Le poids de la concurrence

Car le take-away a connu un essor sans précédent avec le deuxième confinement. Sophie Pereira, à la tête de Prélude, une cantine saint-gilloise habituellement très fréquentée à l’heure du déjeuner, en a été témoin. Au printemps dernier, après un mois et demi de fermeture, elle décide de tenter la vente à emporter, pour ne pas couler. L’initiative prend. Mais aujourd’hui, c’est beaucoup plus difficile. « Lors du premier confinement, beaucoup avaient préféré ne pas se lancer. Cette fois, on est beaucoup plus nombreux, la concurrence est beaucoup plus rude », constate-t-elle. L’expérience du premier confinement l’aide, mais le plus épuisant c’est l’énergie que demande la communication. « Un boulot énorme ! Car ce n’est pas notre métier. » Au final, Sophie Pereira, parvient à réaliser la moitié de son chiffre d’affaire habituel, avec 30 menus par jours, contre 60 en temps normal.

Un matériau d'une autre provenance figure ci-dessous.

#[cfg(test)]
mod tests {
    use super::*;
    use crate::liveness::MotionStats;
    use assert_matches::assert_matches;
    use std::sync::atomic::{AtomicBool, Ordering};
    use std::sync::{Arc, Barrier};

    /// Sink capturing every recorded event.
    #[derive(Default)]
    struct RecordingSink {
        events: Mutex<Vec<AttendanceEvent>>,
        fail: AtomicBool,
    }

    impl RecordingSink {
        fn events(&self) -> Vec<AttendanceEvent> {
            self.events.lock().unwrap().clone()
        }
    }

    impl AttendanceSink for RecordingSink {
        fn record(&self, event: &AttendanceEvent) -> Result<(), SinkError> {
            if self.fail.load(Ordering::SeqCst) {
                return Err(SinkError("disk full".into()));
            }
            self.events.lock().unwrap().push(event.clone());
            Ok(())
        }
    }

    fn live() -> LivenessVerdict {
        LivenessVerdict::Live {
            stats: MotionStats::default(),
        }
    }

    fn matched(id: &str, score: f32) -> MatchResult {
        MatchResult {
            matched: true,
            score,
            identity_id: Some(id.to_string()),
            display_name: Some("Someone".to_string()),
        }
    }

    fn gate() -> AttendanceGate<Arc<RecordingSink>> {
        AttendanceGate::new(GateConfig::default(), Arc::new(RecordingSink::default()))
    }

    fn t0() -> DateTime<Utc> {
        DateTime::from_timestamp(1_750_000_000, 0).unwrap()
    }

    #[test]
    fn accepts_matched_live_identity() {
        let g = gate();
        let outcome = g.decide(&matched("e1", 0.93), &live(), t0()).unwrap();
        assert_matches!(outcome, GateOutcome::Accepted(event) => {
            assert_eq!(event.identity_id, "e1");
            assert_eq!(event.confidence, 0.93);
            assert_eq!(event.method, Method::Walkthrough);
            assert_eq!(event.timestamp, t0());
        });
        assert_eq!(g.sink.events().len(), 1);
    }

    #[test]
    fn rejects_unmatched_result() {
        let g = gate();
        let outcome = g
            .decide(&MatchResult::no_match(0.2), &live(), t0())
            .unwrap();
        assert_matches!(outcome, GateOutcome::Rejected(RejectReason::NoMatch));
    }

    #[test]
    fn rejects_below_gate_threshold() {
        // Matcher said yes at 0.42, but the gate re-checks at 0.45.
        let g = gate();
        let outcome = g.decide(&matched("e1", 0.42), &live(), t0()).unwrap();
        assert_matches!(
            outcome,
            GateOutcome::Rejected(RejectReason::ScoreBelowThreshold { score, threshold }) => {
                assert_eq!(score, 0.42);
                assert_eq!(threshold, 0.45);
            }
        );
        assert!(g.sink.events().is_empty());
    }

    #[test]
    fn rejects_pending_and_failed_liveness_distinctly() {
        let g = gate();
        let pending = LivenessVerdict::Pending { progress: 0.5 };
        let outcome = g.decide(&matched("e1", 0.9), &pending, t0()).unwrap();
        assert_matches!(outcome, GateOutcome::Rejected(RejectReason::LivenessPending));

        let not_live = LivenessVerdict::NotLive {
            stats: MotionStats::default(),
        };
        let outcome = g.decide(&matched("e1", 0.9), &not_live, t0()).unwrap();
        assert_matches!(outcome, GateOutcome::Rejected(RejectReason::LivenessFailed));

        // Neither path consumes the cooldown.
        assert!(g.cooldowns().last_accepted("e1").is_none());
    }

    #[test]
    fn cooldown_allows_one_event_per_window() {
        let g = gate();
        let m = matched("e1", 0.9);

        assert_matches!(
            g.decide(&m, &live(), t0()).unwrap(),
            GateOutcome::Accepted(_)
        );
        assert_matches!(
            g.decide(&m, &live(), t0() + Duration::seconds(10)).unwrap(),
            GateOutcome::Rejected(RejectReason::CooldownActive { retry_after_secs: 20 })
        );
        // Window elapsed: a second event goes through.
        assert_matches!(
            g.decide(&m, &live(), t0() + Duration::seconds(30)).unwrap(),
            GateOutcome::Accepted(_)
        );
        assert_eq!(g.sink.events().len(), 2);
    }

    #[test]
    fn cooldown_is_per_identity() {
        let g = gate();
        assert_matches!(
            g.decide(&matched("e1", 0.9), &live(), t0()).unwrap(),
            GateOutcome::Accepted(_)
        );
        assert_matches!(
            g.decide(&matched("e2", 0.9), &live(), t0()).unwrap(),
            GateOutcome::Accepted(_)
        );
        assert_eq!(g.sink.events().len(), 2);
    }

    #[test]
    fn cleared_cooldown_accepts_again() {
        let g = gate();
        g.decide(&matched("e1", 0.9), &live(), t0()).unwrap();
        g.cooldowns().clear("e1");
        assert_matches!(
            g.decide(&matched("e1", 0.9), &live(), t0() + Duration::seconds(1))
                .unwrap(),
            GateOutcome::Accepted(_)
        );
    }

    #[test]
    fn sink_failure_is_not_a_reject_and_keeps_the_stamp() {
        let sink = Arc::new(RecordingSink::default());
        sink.fail.store(true, Ordering::SeqCst);
        let g = AttendanceGate::new(GateConfig::default(), Arc::clone(&sink));

        let err = g.decide(&matched("e1", 0.9), &live(), t0()).unwrap_err();
        assert_matches!(err, GateError::Sink { event, .. } => {
            assert_eq!(event.identity_id, "e1");
        });

        // The stamp survives, so an immediate re-decision is a cooldown
        // reject rather than a double accept.
        sink.fail.store(false, Ordering::SeqCst);
        assert_matches!(
            g.decide(&matched("e1", 0.9), &live(), t0() + Duration::seconds(1))
                .unwrap(),
            GateOutcome::Rejected(RejectReason::CooldownActive { .. })
        );
    }

    #[test]
    fn concurrent_decisions_accept_exactly_once() {
        const STREAMS: usize = 8;

        let sink = Arc::new(RecordingSink::default());
        let g = Arc::new(AttendanceGate::new(GateConfig::default(), Arc::clone(&sink)));
        let barrier = Arc::new(Barrier::new(STREAMS));

        let mut handles = Vec::new();
        for _ in 0..STREAMS {
            let g = Arc::clone(&g);
            let barrier = Arc::clone(&barrier);
            handles.push(std::thread::spawn(move || {
                barrier.wait();
                g.decide(&matched("e1", 0.9), &live(), t0()).unwrap()
            }));
        }

        let mut accepted = 0;
        let mut cooldown_rejects = 0;
        for h in handles {
            match h.join().unwrap() {
                GateOutcome::Accepted(_) => accepted += 1,
                GateOutcome::Rejected(RejectReason::CooldownActive { .. }) => {
                    cooldown_rejects += 1
                }
                other => panic!("unexpected outcome: {other:?}"),
            }
        }

        assert_eq!(accepted, 1);
        assert_eq!(cooldown_rejects, STREAMS - 1);
        assert_eq!(sink.events().len(), 1);
    }
}
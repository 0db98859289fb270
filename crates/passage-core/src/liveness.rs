//! Passive liveness verification via pose/size variation.
//!
//! A static photograph or screen capture held in front of the camera
//! produces near-constant head pose and apparent face size across frames.
//! A person walking past exhibits natural variation (head bob, perspective
//! change) even without deliberate motion. This verifier watches the
//! per-axis standard deviation over a short rolling window and requires no
//! prompted challenge (no "turn your head").
//!
//! # Threat Coverage
//!
//! - **Blocks:** printed photographs and static images held in front of
//!   the camera.
//! - **Does not block:** video replays with motion, 3D masks, or a screen
//!   replay that pans/zooms enough to trip the size clause. Stronger
//!   detectors (texture/frequency analysis, a trained anti-spoofing
//!   classifier) can replace or wrap this one behind [`LivenessCheck`].

use crate::types::LivenessSample;
use std::collections::VecDeque;

/// Tunables for the pose/size variation heuristic.
#[derive(Debug, Clone)]
pub struct LivenessConfig {
    /// Samples required before any verdict other than `Pending`.
    pub min_frames: u32,
    /// Rolling window capacity; the oldest sample is dropped beyond this.
    pub max_samples: usize,
    /// Per-axis pose standard deviation (degrees) evidencing motion.
    pub pose_threshold_deg: f32,
    /// Face width standard deviation (pixels) evidencing motion.
    pub size_threshold_px: f32,
}

impl Default for LivenessConfig {
    fn default() -> Self {
        Self {
            min_frames: 8,
            max_samples: 15,
            pose_threshold_deg: 3.0,
            size_threshold_px: 10.0,
        }
    }
}

/// Per-signal standard deviations over the window at evaluation time.
///
/// An axis is `None` when fewer than `min_frames` in-window samples
/// reported it; such axes are skipped for that decision round.
#[derive(Debug, Clone, Copy, Default)]
pub struct MotionStats {
    pub yaw_std: Option<f32>,
    pub pitch_std: Option<f32>,
    pub roll_std: Option<f32>,
    pub width_std: Option<f32>,
}

/// Outcome of feeding one sample to a verifier.
#[derive(Debug, Clone, Copy)]
pub enum LivenessVerdict {
    /// Still collecting samples; `progress` is in [0, 1].
    Pending { progress: f32 },
    /// Enough samples, but no motion evidence yet. Not terminal; a later
    /// frame can still flip the track to `Live`.
    NotLive { stats: MotionStats },
    /// Natural motion observed. Sticky for the remainder of the track.
    Live { stats: MotionStats },
}

impl LivenessVerdict {
    pub fn is_live(&self) -> bool {
        matches!(self, LivenessVerdict::Live { .. })
    }
}

/// Verdict source contract, so alternate or combined detectors can feed
/// the gate the same `Pending | NotLive | Live` stream.
pub trait LivenessCheck {
    fn update(&mut self, sample: LivenessSample) -> LivenessVerdict;
    fn reset(&mut self);
}

/// Track state. `Verified` carries no window, so re-evaluating an already
/// verified track is unrepresentable.
enum TrackState {
    Observing {
        window: VecDeque<LivenessSample>,
        frames_seen: u32,
    },
    Verified {
        stats: MotionStats,
    },
}

impl TrackState {
    fn fresh(capacity: usize) -> Self {
        TrackState::Observing {
            window: VecDeque::with_capacity(capacity),
            frames_seen: 0,
        }
    }
}

/// Pose/size variation verifier for one tracked face.
///
/// State is owned by the camera stream that produced the track; it is never
/// shared across streams.
pub struct LivenessVerifier {
    config: LivenessConfig,
    state: TrackState,
}

impl Default for LivenessVerifier {
    fn default() -> Self {
        Self::new(LivenessConfig::default())
    }
}

impl LivenessVerifier {
    pub fn new(config: LivenessConfig) -> Self {
        let state = TrackState::fresh(config.max_samples);
        Self { config, state }
    }

    /// Whether the track has already been verified live.
    pub fn is_verified(&self) -> bool {
        matches!(self.state, TrackState::Verified { .. })
    }
}

impl LivenessCheck for LivenessVerifier {
    fn update(&mut self, sample: LivenessSample) -> LivenessVerdict {
        let (window, frames_seen) = match &mut self.state {
            // Once verified, stay verified: a static spoof can never have
            // triggered the motion rule, so re-litigating it every frame
            // would only add cost.
            TrackState::Verified { stats } => {
                return LivenessVerdict::Live { stats: *stats };
            }
            TrackState::Observing {
                window,
                frames_seen,
            } => (window, frames_seen),
        };

        if window.len() == self.config.max_samples {
            window.pop_front();
        }
        window.push_back(sample);
        *frames_seen += 1;

        if *frames_seen < self.config.min_frames {
            return LivenessVerdict::Pending {
                progress: *frames_seen as f32 / self.config.min_frames as f32,
            };
        }

        let stats = evaluate(window, &self.config);
        let pose_moved = [stats.yaw_std, stats.pitch_std, stats.roll_std]
            .iter()
            .any(|axis| axis.is_some_and(|s| s > self.config.pose_threshold_deg));
        let size_moved = stats
            .width_std
            .is_some_and(|s| s > self.config.size_threshold_px);

        if pose_moved || size_moved {
            tracing::debug!(
                yaw_std = ?stats.yaw_std,
                pitch_std = ?stats.pitch_std,
                roll_std = ?stats.roll_std,
                width_std = ?stats.width_std,
                "track verified live"
            );
            self.state = TrackState::Verified { stats };
            LivenessVerdict::Live { stats }
        } else {
            LivenessVerdict::NotLive { stats }
        }
    }

    /// Discard all track state. Called when the subject leaves the frame
    /// or an operator forces re-verification.
    fn reset(&mut self) {
        self.state = TrackState::fresh(self.config.max_samples);
    }
}

/// Per-axis stds over the in-window samples reporting that axis.
fn evaluate(window: &VecDeque<LivenessSample>, config: &LivenessConfig) -> MotionStats {
    let min = config.min_frames as usize;

    let axis = |pick: fn(&LivenessSample) -> Option<f32>| {
        let values: Vec<f32> = window.iter().filter_map(pick).collect();
        (values.len() >= min).then(|| std_dev(&values))
    };

    let widths: Vec<f32> = window.iter().map(|s| s.face_width).collect();

    MotionStats {
        yaw_std: axis(|s| s.yaw),
        pitch_std: axis(|s| s.pitch),
        roll_std: axis(|s| s.roll),
        width_std: (widths.len() >= min).then(|| std_dev(&widths)),
    }
}

/// Population standard deviation: sqrt(mean((x - mean)^2)).
fn std_dev(values: &[f32]) -> f32 {
    let n = values.len() as f32;
    let mean = values.iter().sum::<f32>() / n;
    let variance = values.iter().map(|x| (x - mean).powi(2)).sum::<f32>() / n;
    variance.sqrt()
}
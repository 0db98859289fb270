use chrono::{DateTime, Utc};
use serde::{Deserialize, Serialize};
use uuid::Uuid;

/// Face embedding vector (128- or 512-dimensional depending on the model).
#[derive(Debug, Clone, Serialize, Deserialize)]
pub struct Embedding {
    pub values: Vec<f32>,
}

impl Embedding {
    pub fn new(values: Vec<f32>) -> Self {
        Self { values }
    }

    /// Number of dimensions.
    pub fn dim(&self) -> usize {
        self.values.len()
    }

    /// Compute cosine similarity between two embeddings.
    ///
    /// Returns a value in [-1, 1]. Higher = more similar.
    /// Always processes all dimensions; no early exit.
    pub fn similarity(&self, other: &Embedding) -> f32 {
        let mut dot = 0.0f32;
        let mut norm_a = 0.0f32;
        let mut norm_b = 0.0f32;

        for (a, b) in self.values.iter().zip(other.values.iter()) {
            dot += a * b;
            norm_a += a * a;
            norm_b += b * b;
        }

        let denom = norm_a.sqrt() * norm_b.sqrt();
        if denom > 0.0 { dot / denom } else { 0.0 }
    }
}

/// An enrolled person and their face samples.
///
/// Only created through [`Gallery::register`](crate::gallery::Gallery::register),
/// which supplies the first embedding, so the embedding set is never empty.
/// Embeddings are append-only; re-enrollment replaces the whole identity.
#[derive(Debug, Clone, Serialize, Deserialize)]
pub struct Identity {
    /// Stable external key (employee number, badge id, ...).
    pub id: String,
    pub display_name: String,
    pub embeddings: Vec<Embedding>,
}

/// Result of matching a probe embedding against the gallery.
#[derive(Debug, Clone)]
pub struct MatchResult {
    pub matched: bool,
    /// Cosine similarity of the best match [-1, 1].
    pub score: f32,
    /// Id of the matched identity (if any).
    pub identity_id: Option<String>,
    /// Display name of the matched identity (if any).
    pub display_name: Option<String>,
}

impl MatchResult {
    /// A below-threshold or empty-gallery result carrying only the score.
    pub fn no_match(score: f32) -> Self {
        Self {
            matched: false,
            score,
            identity_id: None,
            display_name: None,
        }
    }
}

/// One per-frame pose/size observation of a tracked face.
///
/// Pose angles are in degrees; a sampler may not report every axis.
#[derive(Debug, Clone, Copy, Serialize, Deserialize)]
pub struct LivenessSample {
    pub yaw: Option<f32>,
    pub pitch: Option<f32>,
    pub roll: Option<f32>,
    /// Apparent face width in pixels.
    pub face_width: f32,
    pub timestamp: DateTime<Utc>,
}

/// How an attendance event was triggered.
#[derive(Debug, Clone, Copy, PartialEq, Eq, Serialize, Deserialize)]
#[serde(rename_all = "snake_case")]
pub enum Method {
    /// Continuous recognition of people walking past a camera.
    Walkthrough,
    /// Hardware-triggered capture (turnstile, door sensor).
    Hardware,
}

/// An accepted attendance record.
///
/// Append-only; emitted by the gate at most once per identity per cooldown
/// window, persisted by an external sink.
#[derive(Debug, Clone, Serialize, Deserialize)]
pub struct AttendanceEvent {
    pub id: Uuid,
    pub identity_id: String,
    pub display_name: String,
    pub timestamp: DateTime<Utc>,
    /// Matcher score at the moment of acceptance.
    pub confidence: f32,
    pub method: Method,
}
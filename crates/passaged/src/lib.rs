//! passaged — walk-past attendance daemon.
//!
//! Wires the passage-core components into a deployment: env configuration,
//! one recognition pipeline per camera stream, and an attendance event
//! writer. The embedding producer and pose sampler for each stream drive a
//! [`pipeline::PipelineHandle`]; camera capture and durable storage connect
//! externally.

pub mod config;
pub mod pipeline;
pub mod sink;
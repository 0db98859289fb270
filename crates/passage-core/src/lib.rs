//! passage-core — walk-past attendance decision engine.
//!
//! Matches face embeddings against an enrolled gallery, verifies liveness
//! from passive pose/size variation, and gates attendance writes behind a
//! per-identity cooldown. Embedding extraction, camera capture, transport,
//! and durable storage live outside this crate.

pub mod gallery;
pub mod gate;
pub mod liveness;
pub mod types;

pub use gallery::{CosineMatcher, Gallery, GalleryError, Matcher};
pub use gate::{
    AttendanceGate, AttendanceSink, CooldownStore, GateConfig, GateError, GateOutcome,
    RejectReason, SinkError,
};
pub use liveness::{LivenessCheck, LivenessConfig, LivenessVerdict, LivenessVerifier, MotionStats};
pub use types::{AttendanceEvent, Embedding, Identity, LivenessSample, MatchResult, Method};
use anyhow::Result;
use passage_core::{AttendanceGate, Gallery};
use passaged::{config, pipeline, sink};
use std::sync::Arc;
use tracing_subscriber::EnvFilter;

#[tokio::main]
async fn main() -> Result<()> {
    tracing_subscriber::fmt()
        .with_env_filter(EnvFilter::from_default_env())
        .init();

    tracing::info!("passaged starting");

    let config = config::Config::from_env();

    let gallery = Arc::new(Gallery::new(config.embedding_dim, config.match_threshold));
    let (events_sink, events) = sink::ChannelSink::new();
    let gate = Arc::new(AttendanceGate::new(config.gate(), events_sink));
    tokio::spawn(sink::run_event_writer(events));

    // One pipeline per camera stream. The embedding producer and pose
    // sampler for the default stream drive this handle; additional streams
    // get their own pipeline over the same gallery and gate.
    let _pipeline = pipeline::spawn_pipeline(gallery, gate, config.liveness());

    tracing::info!(
        dim = config.embedding_dim,
        match_threshold = config.match_threshold,
        accept_threshold = config.accept_threshold,
        cooldown_secs = config.cooldown_secs,
        "passaged ready"
    );

    tokio::signal::ctrl_c().await?;
    tracing::info!("passaged shutting down");

    Ok(())
}
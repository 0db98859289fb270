//! Per-stream recognition pipeline.
//!
//! One pipeline per camera stream, running on a dedicated OS thread behind
//! a request channel. The thread owns the stream's liveness state, so
//! track-local data needs no locking; the gallery and gate are shared
//! across pipelines through `Arc`.

use passage_core::{
    AttendanceGate, AttendanceSink, Embedding, Gallery, GalleryError, GateError, GateOutcome,
    LivenessCheck, LivenessConfig, LivenessSample, LivenessVerdict, LivenessVerifier, MatchResult,
};
use std::sync::Arc;
use thiserror::Error;
use tokio::sync::{mpsc, oneshot};

#[derive(Error, Debug)]
pub enum PipelineError {
    #[error("gallery error: {0}")]
    Gallery(#[from] GalleryError),
    #[error("pipeline thread exited")]
    ChannelClosed,
}

/// Everything the pipeline produced for one observed frame.
#[derive(Debug)]
pub struct FrameOutcome {
    pub match_result: MatchResult,
    pub verdict: LivenessVerdict,
    /// The gate's decision; `Err` means accepted but the sink write failed.
    pub decision: Result<GateOutcome, GateError>,
}

/// Messages sent from frame sources to the pipeline thread.
enum PipelineRequest {
    Observe {
        embedding: Embedding,
        sample: LivenessSample,
        reply: oneshot::Sender<FrameOutcome>,
    },
    ResetTrack {
        reply: oneshot::Sender<()>,
    },
    Enroll {
        id: String,
        display_name: String,
        embedding: Embedding,
        reply: oneshot::Sender<Result<(), GalleryError>>,
    },
    RemoveIdentity {
        id: String,
        reply: oneshot::Sender<bool>,
    },
}

/// Clone-safe handle to one stream's pipeline thread.
#[derive(Clone)]
pub struct PipelineHandle {
    tx: mpsc::Sender<PipelineRequest>,
}

impl PipelineHandle {
    /// Run one frame through match → liveness → gate.
    pub async fn observe(
        &self,
        embedding: Embedding,
        sample: LivenessSample,
    ) -> Result<FrameOutcome, PipelineError> {
        let (reply_tx, reply_rx) = oneshot::channel();
        self.tx
            .send(PipelineRequest::Observe {
                embedding,
                sample,
                reply: reply_tx,
            })
            .await
            .map_err(|_| PipelineError::ChannelClosed)?;
        reply_rx.await.map_err(|_| PipelineError::ChannelClosed)
    }

    /// Discard the stream's liveness state (subject left frame, or an
    /// operator forced re-verification).
    pub async fn reset_track(&self) -> Result<(), PipelineError> {
        let (reply_tx, reply_rx) = oneshot::channel();
        self.tx
            .send(PipelineRequest::ResetTrack { reply: reply_tx })
            .await
            .map_err(|_| PipelineError::ChannelClosed)?;
        reply_rx.await.map_err(|_| PipelineError::ChannelClosed)
    }

    /// Enroll an embedding, creating the identity if absent.
    pub async fn enroll(
        &self,
        id: &str,
        display_name: &str,
        embedding: Embedding,
    ) -> Result<(), PipelineError> {
        let (reply_tx, reply_rx) = oneshot::channel();
        self.tx
            .send(PipelineRequest::Enroll {
                id: id.to_string(),
                display_name: display_name.to_string(),
                embedding,
                reply: reply_tx,
            })
            .await
            .map_err(|_| PipelineError::ChannelClosed)?;
        reply_rx
            .await
            .map_err(|_| PipelineError::ChannelClosed)?
            .map_err(PipelineError::from)
    }

    /// Remove an identity and its embeddings. Returns whether it existed.
    pub async fn remove_identity(&self, id: &str) -> Result<bool, PipelineError> {
        let (reply_tx, reply_rx) = oneshot::channel();
        self.tx
            .send(PipelineRequest::RemoveIdentity {
                id: id.to_string(),
                reply: reply_tx,
            })
            .await
            .map_err(|_| PipelineError::ChannelClosed)?;
        reply_rx.await.map_err(|_| PipelineError::ChannelClosed)
    }
}

/// Spawn a pipeline on a dedicated OS thread.
///
/// The thread exits when every handle is dropped.
pub fn spawn_pipeline<S>(
    gallery: Arc<Gallery>,
    gate: Arc<AttendanceGate<S>>,
    liveness: LivenessConfig,
) -> PipelineHandle
where
    S: AttendanceSink + 'static,
{
    let (tx, mut rx) = mpsc::channel::<PipelineRequest>(16);

    std::thread::Builder::new()
        .name("passage-pipeline".into())
        .spawn(move || {
            let mut verifier = LivenessVerifier::new(liveness);
            tracing::info!("pipeline thread started");
            while let Some(req) = rx.blocking_recv() {
                match req {
                    PipelineRequest::Observe {
                        embedding,
                        sample,
                        reply,
                    } => {
                        let outcome =
                            run_observe(&gallery, &gate, &mut verifier, embedding, sample);
                        let _ = reply.send(outcome);
                    }
                    PipelineRequest::ResetTrack { reply } => {
                        verifier.reset();
                        tracing::debug!("track reset");
                        let _ = reply.send(());
                    }
                    PipelineRequest::Enroll {
                        id,
                        display_name,
                        embedding,
                        reply,
                    } => {
                        let _ = reply.send(gallery.register(&id, &display_name, embedding));
                    }
                    PipelineRequest::RemoveIdentity { id, reply } => {
                        let _ = reply.send(gallery.remove(&id));
                    }
                }
            }
            tracing::info!("pipeline thread exiting");
        })
        .expect("failed to spawn pipeline thread");

    PipelineHandle { tx }
}

fn run_observe<S: AttendanceSink>(
    gallery: &Gallery,
    gate: &AttendanceGate<S>,
    verifier: &mut LivenessVerifier,
    embedding: Embedding,
    sample: LivenessSample,
) -> FrameOutcome {
    let match_result = match gallery.match_embedding(&embedding) {
        Ok(result) => result,
        Err(err) => {
            // Malformed probes degrade to a no-match; the stream never dies.
            tracing::warn!(error = %err, "probe rejected by gallery, treating as no-match");
            MatchResult::no_match(0.0)
        }
    };

    let verdict = verifier.update(sample);
    let decision = gate.decide(&match_result, &verdict, sample.timestamp);

    FrameOutcome {
        match_result,
        verdict,
        decision,
    }
}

La vente à emporter ne marche pas pour tout le monde, relève Philippe Trine, le président de la fédération Horeca Bruxelles. Certains ont essayé et se sont cassés les dents. En raison d’un manque de personnel, ou parce que leur situation financière ne le permettait pas, malgré les aides publiques, comme le droit passerelle, ou les primes régionales ou communales. Et de pointer lui aussi la concurrence devenue beaucoup plus rude en plus de la restauration déjà active depuis longtemps dans la vente à emporter (pizzeria, burger, fast-food, etc). Mais aussi les exigences liées à cette nouvelle manière de travailler : aménagement, organisation, type de menu proposé, conservation des produits, présentation, emballage, etc. Sans disposer encore de chiffres ou de données précis, il estime à ce stade, qu’environ 20 % des restaurants auraient adopté le take-away. « Avant le confinement, le chiffre d’affaire global provenant de la vente à emporter dans l’Horeca tournait autour des 2,7%. On est à 6% aujourd’hui.», ajoute-t-il.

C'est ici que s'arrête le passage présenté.